Data for this task ->
━━━━━━

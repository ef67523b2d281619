use std::error::Error as StdError;

use axum::{
    http::StatusCode,
    response::{IntoResponse, Response},
};
use thiserror::Error;

use crate::{
    application::{content::ContentError, render::RenderError, repos::RepoError},
    domain::error::DomainError,
    infra::error::InfraError,
};

/// Error chain attached to failing responses for the response logger.
#[derive(Debug, Clone)]
pub struct ErrorReport {
    pub source: &'static str,
    pub status: StatusCode,
    pub messages: Vec<String>,
}

impl ErrorReport {
    pub fn from_error(source: &'static str, status: StatusCode, error: &dyn StdError) -> Self {
        let mut messages = vec![error.to_string()];
        let mut current = error.source();
        while let Some(inner) = current {
            messages.push(inner.to_string());
            current = inner.source();
        }
        Self {
            source,
            status,
            messages,
        }
    }

    pub fn from_message(
        source: &'static str,
        status: StatusCode,
        message: impl Into<String>,
    ) -> Self {
        Self {
            source,
            status,
            messages: vec![message.into()],
        }
    }

    pub fn attach(self, response: &mut Response) {
        response.extensions_mut().insert(self);
    }
}

/// Response error with a fixed public message and a detailed internal report.
#[derive(Debug)]
pub struct HttpError {
    status: StatusCode,
    public_message: &'static str,
    report: ErrorReport,
}

impl HttpError {
    pub fn new(
        source: &'static str,
        status: StatusCode,
        public_message: &'static str,
        detail: impl Into<String>,
    ) -> Self {
        Self {
            status,
            public_message,
            report: ErrorReport::from_message(source, status, detail),
        }
    }

    pub fn from_error(
        source: &'static str,
        status: StatusCode,
        public_message: &'static str,
        error: &dyn StdError,
    ) -> Self {
        Self {
            status,
            public_message,
            report: ErrorReport::from_error(source, status, error),
        }
    }

    pub fn not_found(source: &'static str, detail: impl Into<String>) -> Self {
        Self::new(source, StatusCode::NOT_FOUND, "Not found", detail)
    }

    pub fn status(&self) -> StatusCode {
        self.status
    }
}

impl IntoResponse for HttpError {
    fn into_response(self) -> Response {
        let mut response = (self.status, self.public_message).into_response();
        self.report.attach(&mut response);
        response
    }
}

impl From<RenderError> for HttpError {
    fn from(error: RenderError) -> Self {
        const SOURCE: &str = "infra::http::render_error_to_http_error";
        match &error {
            RenderError::Repo(RepoError::NotFound { .. }) => {
                HttpError::from_error(SOURCE, StatusCode::NOT_FOUND, "Not found", &error)
            }
            RenderError::Conversion(_) | RenderError::Repo(_) => HttpError::from_error(
                SOURCE,
                StatusCode::INTERNAL_SERVER_ERROR,
                "Internal server error",
                &error,
            ),
        }
    }
}

#[derive(Debug, Error)]
pub enum AppError {
    #[error(transparent)]
    Domain(#[from] DomainError),
    #[error(transparent)]
    Infra(#[from] InfraError),
    #[error(transparent)]
    Render(#[from] RenderError),
    #[error(transparent)]
    Content(#[from] ContentError),
    #[error("resource not found")]
    NotFound,
    #[error("unexpected error: {0}")]
    Unexpected(String),
}

impl AppError {
    pub fn unexpected(message: impl Into<String>) -> Self {
        Self::Unexpected(message.into())
    }

    fn status_code(&self) -> StatusCode {
        match self {
            AppError::Domain(DomainError::NotFound { .. })
            | AppError::Content(ContentError::Repo(RepoError::NotFound { .. }))
            | AppError::NotFound => StatusCode::NOT_FOUND,
            AppError::Domain(DomainError::Validation { .. })
            | AppError::Content(ContentError::Domain(_)) => StatusCode::BAD_REQUEST,
            AppError::Content(ContentError::Repo(RepoError::Duplicate { .. })) => {
                StatusCode::CONFLICT
            }
            AppError::Content(ContentError::Repo(_))
            | AppError::Render(_)
            | AppError::Infra(_)
            | AppError::Unexpected(_) => StatusCode::INTERNAL_SERVER_ERROR,
        }
    }

    fn presentation_message(&self) -> &'static str {
        match self.status_code() {
            StatusCode::NOT_FOUND => "Resource not found",
            StatusCode::BAD_REQUEST => "Request could not be processed",
            StatusCode::CONFLICT => "Resource already exists",
            _ => "Unexpected error occurred",
        }
    }
}

impl IntoResponse for AppError {
    fn into_response(self) -> Response {
        let status = self.status_code();
        let message = self.presentation_message();
        let report = ErrorReport::from_error("application::error::AppError", status, &self);
        let mut response = (status, message).into_response();
        report.attach(&mut response);
        response
    }
}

━━━━━━

How to complete this task -> Across all the records, find the lines containing the word "derive" and reproduce each one.

Answer area ->
#[derive(Debug, Clone)]
#[derive(Debug)]
#[derive(Debug, Error)]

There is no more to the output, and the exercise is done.